Exercise goal:
Please set the lines down again exactly, from the top of the entries through the line that contains "pub trait Disposable: Send".

=== Begin Enclosure ===

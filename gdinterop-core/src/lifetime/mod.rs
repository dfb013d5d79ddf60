/*
 * Copyright (c) godot-rust; Bromeon and contributors.
 * This Source Code Form is subject to the terms of the Mozilla Public
 * License, v. 2.0. If a copy of the MPL was not distributed with this
 * file, You can obtain one at https://mozilla.org/MPL/2.0/.
 */

//! Lifetime tracking of wrappers that own engine-side resources.
//!
//! Every such wrapper (containers, `StringName`, `NodePath`, `Callable`, `Signal`, object handles) releases its native value on
//! `Drop`. In addition, it registers a weak reference in the process-wide [`DisposalRegistry`], so that handles still alive when
//! the extension shuts down (e.g. stored in leaked statics or thread-locals) can be released while the engine is still loaded.
//!
//! Engine objects are swept before plain values, since releasing an object may still need strings or containers.

mod tracked;

pub(crate) use tracked::Tracked;

use std::collections::BTreeMap;
use std::fmt;
use std::sync::atomic::{AtomicBool, AtomicU64, Ordering};
use std::sync::{Mutex, MutexGuard, Weak};

use crate::{godot_error, godot_print, sys};

/// A wrapper owning an engine-side resource, which can be released before it is dropped.
pub trait Disposable: Send + Sync {
    /// Releases the native resource. Calling this more than once has no effect.
    fn dispose(&self);

    fn is_disposed(&self) -> bool;
}

/// Identifies one registration in the [`DisposalRegistry`].
#[derive(Copy, Clone, Eq, PartialEq, Ord, PartialOrd, Hash, Debug)]
pub struct DisposalToken(u64);

/// Which sweep a registration belongs to.
#[derive(Copy, Clone, Eq, PartialEq, Debug)]
pub enum DisposalBucket {
    /// Engine object handles, disposed first.
    EngineObject,

    /// Builtin values such as containers and strings, disposed after all objects.
    Value,
}

#[derive(Clone, Eq, PartialEq, Debug)]
pub enum DisposalError {
    /// The token was never registered, or was already unregistered.
    NotRegistered(DisposalToken),
}

impl fmt::Display for DisposalError {
    fn fmt(&self, f: &mut fmt::Formatter<'_>) -> fmt::Result {
        match self {
            Self::NotRegistered(token) => write!(f, "disposable {token:?} is not registered"),
        }
    }
}

impl std::error::Error for DisposalError {}

/// Outcome of [`DisposalRegistry::dispose_all()`].
#[derive(Copy, Clone, Eq, PartialEq, Default, Debug)]
pub struct DisposalSummary {
    /// Engine objects that were still alive and got disposed.
    pub objects: usize,

    /// Builtin values that were still alive and got disposed.
    pub values: usize,
}

type WeakMap = BTreeMap<DisposalToken, Weak<dyn Disposable>>;

/// Registry of live disposables, in two buckets. Thread-safe.
pub struct DisposalRegistry {
    next_token: AtomicU64,
    objects: Mutex<WeakMap>,
    values: Mutex<WeakMap>,
    sweeping: AtomicBool,
}

static REGISTRY: DisposalRegistry = DisposalRegistry::new();

/// The process-wide registry used by all wrappers.
pub fn registry() -> &'static DisposalRegistry {
    &REGISTRY
}

impl DisposalRegistry {
    pub const fn new() -> Self {
        Self {
            next_token: AtomicU64::new(1),
            objects: Mutex::new(BTreeMap::new()),
            values: Mutex::new(BTreeMap::new()),
            sweeping: AtomicBool::new(false),
        }
    }

    pub fn register_engine_object(&self, object: Weak<dyn Disposable>) -> DisposalToken {
        self.register(DisposalBucket::EngineObject, object)
    }

    pub fn register_disposable(&self, value: Weak<dyn Disposable>) -> DisposalToken {
        self.register(DisposalBucket::Value, value)
    }

    pub fn register(&self, bucket: DisposalBucket, entry: Weak<dyn Disposable>) -> DisposalToken {
        let token = DisposalToken(self.next_token.fetch_add(1, Ordering::Relaxed));
        self.bucket(bucket).insert(token, entry);
        token
    }

    /// Removes a registration. Removing an unknown token is a bookkeeping bug and is reported loudly.
    pub fn unregister(&self, token: DisposalToken) -> Result<(), DisposalError> {
        let removed = self.bucket(DisposalBucket::EngineObject).remove(&token).is_some()
            || self.bucket(DisposalBucket::Value).remove(&token).is_some();

        if removed {
            Ok(())
        } else {
            let err = DisposalError::NotRegistered(token);
            godot_error!("DisposalRegistry: {err}");
            Err(err)
        }
    }

    /// Number of registrations in `bucket`, including entries whose owner is already gone.
    pub fn len(&self, bucket: DisposalBucket) -> usize {
        self.bucket(bucket).len()
    }

    pub fn is_empty(&self) -> bool {
        self.len(DisposalBucket::EngineObject) == 0 && self.len(DisposalBucket::Value) == 0
    }

    /// Disposes every live engine object, then every live value.
    ///
    /// Meant to run once, during extension shutdown. Locks are not held while disposing, so disposal may unregister.
    pub fn dispose_all(&self, verbose: bool) -> DisposalSummary {
        let verbose = verbose && sys::is_initialized();
        if verbose {
            godot_print!("Disposing tracked instances...");
        }

        self.sweeping.store(true, Ordering::Release);
        let summary = DisposalSummary {
            objects: self.dispose_bucket(DisposalBucket::EngineObject),
            values: self.dispose_bucket(DisposalBucket::Value),
        };
        self.sweeping.store(false, Ordering::Release);

        if verbose {
            godot_print!(
                "Finished disposing tracked instances ({} objects, {} values).",
                summary.objects,
                summary.values
            );
        }

        summary
    }

    /// Whether [`dispose_all()`](Self::dispose_all) is currently running.
    pub fn is_sweeping(&self) -> bool {
        self.sweeping.load(Ordering::Acquire)
    }

    fn dispose_bucket(&self, bucket: DisposalBucket) -> usize {
        let snapshot: Vec<(DisposalToken, Weak<dyn Disposable>)> = self
            .bucket(bucket)
            .iter()
            .map(|(token, weak)| (*token, weak.clone()))
            .collect();

        let mut disposed = 0;
        for (token, weak) in snapshot {
            match weak.upgrade() {
                Some(entry) if !entry.is_disposed() => {
                    entry.dispose();
                    disposed += 1;
                }
                Some(_) => {}

                // Owner dropped between snapshot and now, or leaked its registration.
                None => {
                    self.bucket(bucket).remove(&token);
                }
            }
        }

        disposed
    }

    fn bucket(&self, bucket: DisposalBucket) -> MutexGuard<'_, WeakMap> {
        let map = match bucket {
            DisposalBucket::EngineObject => &self.objects,
            DisposalBucket::Value => &self.values,
        };

        // Maps stay consistent under panics (single insert/remove per lock).
        map.lock().unwrap_or_else(|e| e.into_inner())
    }
}

impl Default for DisposalRegistry {
    fn default() -> Self {
        Self::new()
    }
}

/// Whether native values may be released through the engine right now.
///
/// After shutdown has begun, only the registry's own sweep may still call into the engine; later drops leak instead.
pub(crate) fn engine_available() -> bool {
    sys::is_initialized() && (!sys::is_shutting_down() || REGISTRY.is_sweeping())
}

// ----------------------------------------------------------------------------------------------------------------------------------------------
// Tests

#[cfg(test)]
mod tests {
    use super::*;
    use proptest::prelude::*;
    use std::sync::Arc;

    struct CountingEntry {
        bucket: DisposalBucket,
        log: Arc<Mutex<Vec<DisposalBucket>>>,
        disposed: AtomicBool,
    }

    impl Disposable for CountingEntry {
        fn dispose(&self) {
            if !self.disposed.swap(true, Ordering::AcqRel) {
                self.log.lock().unwrap().push(self.bucket);
            }
        }

        fn is_disposed(&self) -> bool {
            self.disposed.load(Ordering::Acquire)
        }
    }

    fn counting_entry(bucket: DisposalBucket, log: &Arc<Mutex<Vec<DisposalBucket>>>) -> Arc<CountingEntry> {
        Arc::new(CountingEntry {
            bucket,
            log: log.clone(),
            disposed: AtomicBool::new(false),
        })
    }

    #[test]
    fn unregister_twice_fails() {
        let registry = DisposalRegistry::new();
        let log = Arc::default();
        let entry: Arc<dyn Disposable> = counting_entry(DisposalBucket::Value, &log);

        let token = registry.register_disposable(Arc::downgrade(&entry));
        assert_eq!(registry.unregister(token), Ok(()));
        assert_eq!(registry.unregister(token), Err(DisposalError::NotRegistered(token)));
        assert!(registry.is_empty());
    }

    #[test]
    fn dropped_entries_are_skipped() {
        let registry = DisposalRegistry::new();
        let log = Arc::default();

        let dead: Arc<dyn Disposable> = counting_entry(DisposalBucket::Value, &log);
        registry.register_disposable(Arc::downgrade(&dead));
        drop(dead);

        let summary = registry.dispose_all(false);
        assert_eq!(summary, DisposalSummary::default());
        assert!(registry.is_empty());
        assert!(log.lock().unwrap().is_empty());
    }

    #[test]
    fn second_sweep_disposes_nothing() {
        let registry = DisposalRegistry::new();
        let log = Arc::default();
        let entry: Arc<dyn Disposable> = counting_entry(DisposalBucket::EngineObject, &log);
        registry.register_engine_object(Arc::downgrade(&entry));

        assert_eq!(registry.dispose_all(false).objects, 1);
        assert_eq!(registry.dispose_all(false).objects, 0);
        assert!(entry.is_disposed());
    }

    proptest! {
        #[test]
        fn objects_are_disposed_before_values(buckets in prop::collection::vec(any::<bool>(), 0..40)) {
            let registry = DisposalRegistry::new();
            let log = Arc::new(Mutex::new(Vec::new()));

            let entries: Vec<Arc<dyn Disposable>> = buckets
                .iter()
                .map(|&is_object| {
                    let bucket = if is_object { DisposalBucket::EngineObject } else { DisposalBucket::Value };
                    let entry: Arc<dyn Disposable> = counting_entry(bucket, &log);
                    registry.register(bucket, Arc::downgrade(&entry));
                    entry
                })
                .collect();

            let summary = registry.dispose_all(false);
            let object_count = buckets.iter().filter(|b| **b).count();
            prop_assert_eq!(summary.objects, object_count);
            prop_assert_eq!(summary.values, buckets.len() - object_count);

            let log = log.lock().unwrap();
            let first_value = log.iter().position(|b| *b == DisposalBucket::Value).unwrap_or(log.len());
            prop_assert!(log[first_value..].iter().all(|b| *b == DisposalBucket::Value));
            prop_assert!(entries.iter().all(|e| e.is_disposed()));
        }
    }
}
/*
 * Copyright (c) godot-rust; Bromeon and contributors.
 * This Source Code Form is subject to the terms of the Mozilla Public
 * License, v. 2.0. If a copy of the MPL was not distributed with this
 * file, You can obtain one at https://mozilla.org/MPL/2.0/.
 */

//! Compile-time assertion macros.

/// Verifies a condition at compile time.
// https://blog.rust-lang.org/2021/12/02/Rust-1.57.0.html#panic-in-const-contexts
#[macro_export]
macro_rules! static_assert {
    ($cond:expr) => {
        const _: () = assert!($cond);
    };
    ($cond:expr, $msg:literal) => {
        const _: () = assert!($cond, $msg);
    };
}

/// Verifies at compile time that two types `T` and `U` have the same size and alignment.
#[macro_export]
macro_rules! static_assert_eq_size_align {
    ($T:ty, $U:ty) => {
        $crate::static_assert!(
            std::mem::size_of::<$T>() == std::mem::size_of::<$U>()
                && std::mem::align_of::<$T>() == std::mem::align_of::<$U>()
        );
    };
    ($T:ty, $U:ty, $msg:literal) => {
        $crate::static_assert!(
            std::mem::size_of::<$T>() == std::mem::size_of::<$U>()
                && std::mem::align_of::<$T>() == std::mem::align_of::<$U>(),
            $msg
        );
    };
}

/// Verifies at compile time that two types `T` and `U` have the same size.
#[macro_export]
macro_rules! static_assert_eq_size {
    ($T:ty, $U:ty) => {
        $crate::static_assert!(std::mem::size_of::<$T>() == std::mem::size_of::<$U>());
    };
    ($T:ty, $U:ty, $msg:literal) => {
        $crate::static_assert!(std::mem::size_of::<$T>() == std::mem::size_of::<$U>(), $msg);
    };
}
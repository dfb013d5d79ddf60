/*
 * Copyright (c) godot-rust; Bromeon and contributors.
 * This Source Code Form is subject to the terms of the Mozilla Public
 * License, v. 2.0. If a copy of the MPL was not distributed with this
 * file, You can obtain one at https://mozilla.org/MPL/2.0/.
 */

use std::any::TypeId;
use std::fmt;
use std::marker::PhantomData;

use crate::builtin::Variant;
use crate::builtin::collections::replace_variant_slot;
use crate::lifetime::Tracked;
use crate::meta::error::{ConvertError, FromVariantError};
use crate::meta::{ConversionSlots, Marshal, conversion_registry};
use crate::sys;
use crate::sys::{NativeArray, NativeValue, VariantType};

/// Engine `Array`, optionally typed.
///
/// `Array<T>` for an element type with a fixed variant type (e.g. `Array<i64>`) is a typed array on the engine side, which
/// rejects elements of other types. [`VarArray`] (`Array<Variant>`) is untyped.
///
/// # Marshalling
/// `VarArray` converts directly. Typed arrays convert through the [conversion registry](conversion_registry): builtin element
/// types are registered at startup, other element types need [`ConversionRegistrar::array()`](crate::meta::ConversionRegistrar::array).
pub struct Array<T: Marshal> {
    inner: Tracked<NativeArray>,
    _phantom: PhantomData<fn() -> T>,
}

/// Untyped array, holding elements of any type.
pub type VarArray = Array<Variant>;

impl<T: Marshal> Array<T> {
    /// Empty array; typed if `T` has a fixed variant type.
    pub fn new() -> Self {
        let mut native = NativeArray::new_default();

        let element_type = Self::element_variant_type();
        if element_type != VariantType::Nil {
            native.set_typed(element_type);
        }

        Self::from_native(native)
    }

    pub fn len(&self) -> usize {
        self.inner.with(|a| a.len())
    }

    pub fn is_empty(&self) -> bool {
        self.len() == 0
    }

    /// ⚠️ Returns the element at `index`.
    ///
    /// # Panics
    /// If `index` is out of bounds, or the element cannot be converted to `T`.
    pub fn at(&self, index: usize) -> T {
        let len = self.len();
        self.get(index)
            .unwrap_or_else(|| panic!("Array index {index} out of bounds (len {len})"))
    }

    /// Returns the element at `index`, or `None` if out of bounds.
    ///
    /// # Panics
    /// If the element cannot be converted to `T`.
    pub fn get(&self, index: usize) -> Option<T> {
        self.inner.with(|a| {
            let ptr = a.element_ptr(index);
            if ptr.is_null() {
                return None;
            }

            // SAFETY: non-null element pointers are live while the array is borrowed.
            let element = unsafe { Variant::borrow_var_sys(ptr as sys::GDExtensionConstVariantPtr) };
            Some(T::from_variant(element))
        })
    }

    /// Appends `value` to the end.
    pub fn push(&mut self, value: &T) {
        let variant = value.to_variant();

        self.inner.with_mut(|a| {
            let len = a.len();
            a.resize(len + 1);

            // SAFETY: `len` is in bounds after resizing; the new slot holds `Nil`.
            unsafe { replace_variant_slot(a.element_ptr_mut(len), variant) };
        });
    }

    /// ⚠️ Overwrites the element at `index`.
    ///
    /// # Panics
    /// If `index` is out of bounds.
    pub fn set(&mut self, index: usize, value: &T) {
        let variant = value.to_variant();

        self.inner.with_mut(|a| {
            let ptr = a.element_ptr_mut(index);
            assert!(!ptr.is_null(), "Array index {index} out of bounds (len {})", a.len());

            // SAFETY: checked above.
            unsafe { replace_variant_slot(ptr, variant) };
        });
    }

    pub fn clear(&mut self) {
        self.inner.with_mut(|a| a.clear());
    }

    /// Copies all elements into a `Vec`.
    ///
    /// # Panics
    /// If an element cannot be converted to `T`.
    pub fn to_vec(&self) -> Vec<T> {
        (0..self.len()).map(|i| self.at(i)).collect()
    }

    /// New array with the same elements. Refcounted elements are shared.
    pub fn duplicate_shallow(&self) -> Self {
        Self::from_native(self.inner.with(|a| a.duplicate(false)))
    }

    /// Whether the engine restricts the element type.
    pub fn is_typed(&self) -> bool {
        self.element_type() != VariantType::Nil
    }

    /// Element type enforced by the engine, `Nil` if untyped.
    pub fn element_type(&self) -> VariantType {
        self.inner.with(|a| a.element_type())
    }

    /// Releases the native array now. Later calls and the eventual drop are no-ops; any other use panics.
    pub fn dispose(&self) {
        self.inner.dispose();
    }

    pub fn is_disposed(&self) -> bool {
        self.inner.is_disposed()
    }

    /// Takes over the array at `src`. The slot must not be destroyed by anyone else afterwards.
    ///
    /// # Safety
    /// `src` must point to a live array, owned by the caller, whose element type matches `T`.
    pub unsafe fn from_sys_taking_ownership(src: sys::GDExtensionTypePtr) -> Self {
        // SAFETY: forwarded to caller.
        Self::from_tracked(unsafe { Tracked::from_sys_taking_ownership(src) })
    }

    /// Copy-constructs from the array at `src`, sharing its elements.
    ///
    /// # Safety
    /// `src` must point to a live array whose element type matches `T`.
    pub unsafe fn from_sys_copying(src: sys::GDExtensionConstTypePtr) -> Self {
        // SAFETY: forwarded to caller.
        Self::from_tracked(unsafe { Tracked::from_sys_copying(src) })
    }

    /// Slot set used by the conversion registry for `Array<T>`.
    pub fn conversion_slots() -> ConversionSlots<Self> {
        ConversionSlots {
            write_ptr: Self::write_ptr_direct,
            read_ptr: Self::read_ptr_direct,
            to_variant: Self::to_variant_direct,
            from_variant: Self::from_variant_direct,
        }
    }

    // ------------------------------------------------------------------------------------------------------------------------------------------
    // Internals

    fn from_tracked(inner: Tracked<NativeArray>) -> Self {
        Self {
            inner,
            _phantom: PhantomData,
        }
    }

    fn from_native(native: NativeArray) -> Self {
        Self::from_tracked(Tracked::new(native))
    }

    fn is_untyped_rust_side() -> bool {
        TypeId::of::<T>() == TypeId::of::<Variant>()
    }

    fn element_variant_type() -> VariantType {
        if Self::is_untyped_rust_side() {
            VariantType::Nil
        } else {
            T::variant_type()
        }
    }

    fn check_element_type(&self, source: &Variant) -> Result<(), ConvertError> {
        let expected = Self::element_variant_type();
        let actual = self.element_type();

        // Untyped `VarArray` accepts any array.
        if Self::is_untyped_rust_side() || expected == actual {
            Ok(())
        } else {
            Err(FromVariantError::BadElementType { expected, actual }.into_error(source))
        }
    }

    fn to_variant_direct(&self) -> Variant {
        let mut copy = self.inner.with(|a| a.duplicate(false));
        let variant = Variant::from_builtin(&copy);

        // SAFETY: the local duplicate is owned here; the variant holds its own reference.
        unsafe { copy.destroy() };
        variant
    }

    fn from_variant_direct(variant: &Variant) -> Result<Self, ConvertError> {
        let mut extracted = variant.try_to_builtin::<NativeArray>()?;
        let copy = extracted.duplicate(false);

        // SAFETY: `extracted` shares data with the variant and is not used afterwards.
        unsafe { extracted.destroy() };

        let array = Self::from_native(copy);
        array.check_element_type(variant)?;
        Ok(array)
    }

    unsafe fn write_ptr_direct(&self, dst: sys::GDExtensionUninitializedTypePtr) {
        let copy = self.inner.clone_native();

        // SAFETY: forwarded to caller.
        unsafe { copy.move_into_sys(dst) }
    }

    unsafe fn read_ptr_direct(src: sys::GDExtensionConstTypePtr) -> Result<Self, ConvertError> {
        // SAFETY: forwarded to caller.
        let array = unsafe { Self::from_sys_copying(src) };

        let expected = Self::element_variant_type();
        let actual = array.element_type();
        if Self::is_untyped_rust_side() || expected == actual {
            Ok(array)
        } else {
            Err(ConvertError::new(format!(
                "pointer holds Array[{actual:?}], expected Array[{expected:?}]"
            )))
        }
    }
}

// Untyped arrays convert directly; typed arrays go through the registry, so that unregistered element types are reported as such.
impl<T: Marshal> Marshal for Array<T> {
    fn variant_type() -> VariantType {
        VariantType::Array
    }

    fn try_to_variant(&self) -> Result<Variant, ConvertError> {
        if Self::is_untyped_rust_side() {
            Ok(self.to_variant_direct())
        } else {
            conversion_registry::get::<Self>().map(|slots| (slots.to_variant)(self))
        }
    }

    fn try_from_variant(variant: &Variant) -> Result<Self, ConvertError> {
        if Self::is_untyped_rust_side() {
            Self::from_variant_direct(variant)
        } else {
            (conversion_registry::get::<Self>()?.from_variant)(variant)
        }
    }

    unsafe fn write_to_ptr(&self, dst: sys::GDExtensionUninitializedTypePtr) {
        let write = if Self::is_untyped_rust_side() {
            Self::write_ptr_direct
        } else {
            conversion_registry::get::<Self>()
                .unwrap_or_else(|err| panic!("Marshal::write_to_ptr() failed -- {err}"))
                .write_ptr
        };

        // SAFETY: forwarded to caller.
        unsafe { write(self, dst) }
    }

    unsafe fn try_read_from_ptr(src: sys::GDExtensionConstTypePtr) -> Result<Self, ConvertError> {
        let read = if Self::is_untyped_rust_side() {
            Self::read_ptr_direct
        } else {
            conversion_registry::get::<Self>()?.read_ptr
        };

        // SAFETY: forwarded to caller.
        unsafe { read(src) }
    }
}

impl<T: Marshal> Default for Array<T> {
    fn default() -> Self {
        Self::new()
    }
}

/// Shares the elements with the original, like a reference copy in GDScript.
impl<T: Marshal> Clone for Array<T> {
    fn clone(&self) -> Self {
        Self::from_native(self.inner.clone_native())
    }
}

impl<T: Marshal> PartialEq for Array<T> {
    fn eq(&self, other: &Self) -> bool {
        let lhs = self.inner.with(|a| Variant::from_builtin(a));
        let rhs = other.inner.with(|a| Variant::from_builtin(a));
        lhs == rhs
    }
}

impl<T: Marshal> fmt::Debug for Array<T> {
    fn fmt(&self, f: &mut fmt::Formatter<'_>) -> fmt::Result {
        let variant = self.inner.with(|a| Variant::from_builtin(a));
        write!(f, "{variant}")
    }
}

impl<T: Marshal> From<&[T]> for Array<T> {
    fn from(values: &[T]) -> Self {
        let mut array = Self::new();
        for value in values {
            array.push(value);
        }
        array
    }
}

impl<T: Marshal> FromIterator<T> for Array<T> {
    fn from_iter<I: IntoIterator<Item = T>>(iter: I) -> Self {
        let mut array = Self::new();
        for value in iter {
            array.push(&value);
        }
        array
    }
}

// ----------------------------------------------------------------------------------------------------------------------------------------------
// Vec

/// Converted through an untyped array; elements are converted one by one.
impl<T: Marshal> Marshal for Vec<T> {
    const VIA_REGISTRY: bool = false;

    fn variant_type() -> VariantType {
        VariantType::Array
    }

    fn to_variant(&self) -> Variant {
        self.iter().map(Marshal::to_variant).collect::<VarArray>().to_variant()
    }

    fn try_from_variant(variant: &Variant) -> Result<Self, ConvertError> {
        let array = VarArray::try_from_variant(variant)?;

        (0..array.len())
            .map(|i| T::try_from_variant(&array.at(i)))
            .collect()
    }

    unsafe fn write_to_ptr(&self, dst: sys::GDExtensionUninitializedTypePtr) {
        let array: VarArray = self.iter().map(Marshal::to_variant).collect();

        // SAFETY: forwarded to caller.
        unsafe { array.write_to_ptr(dst) }
    }

    unsafe fn try_read_from_ptr(src: sys::GDExtensionConstTypePtr) -> Result<Self, ConvertError> {
        // SAFETY: forwarded to caller.
        let array = unsafe { VarArray::try_read_from_ptr(src)? };

        (0..array.len())
            .map(|i| T::try_from_variant(&array.at(i)))
            .collect()
    }
}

=== End Enclosure ===

Answer for this exercise:
filename gdinterop-core/src/lifetime/mod.rs
repository dfb013d5d79ddf60
/*
 * Copyright (c) godot-rust; Bromeon and contributors.
 * This Source Code Form is subject to the terms of the Mozilla Public
 * License, v. 2.0. If a copy of the MPL was not distributed with this
 * file, You can obtain one at https://mozilla.org/MPL/2.0/.
 */

//! Lifetime tracking of wrappers that own engine-side resources.
//!
//! Every such wrapper (containers, `StringName`, `NodePath`, `Callable`, `Signal`, object handles) releases its native value on
//! `Drop`. In addition, it registers a weak reference in the process-wide [`DisposalRegistry`], so that handles still alive when
//! the extension shuts down (e.g. stored in leaked statics or thread-locals) can be released while the engine is still loaded.
//!
//! Engine objects are swept before plain values, since releasing an object may still need strings or containers.

mod tracked;

pub(crate) use tracked::Tracked;

use std::collections::BTreeMap;
use std::fmt;
use std::sync::atomic::{AtomicBool, AtomicU64, Ordering};
use std::sync::{Mutex, MutexGuard, Weak};

use crate::{godot_error, godot_print, sys};

/// A wrapper owning an engine-side resource, which can be released before it is dropped.
pub trait Disposable: Send + Sync {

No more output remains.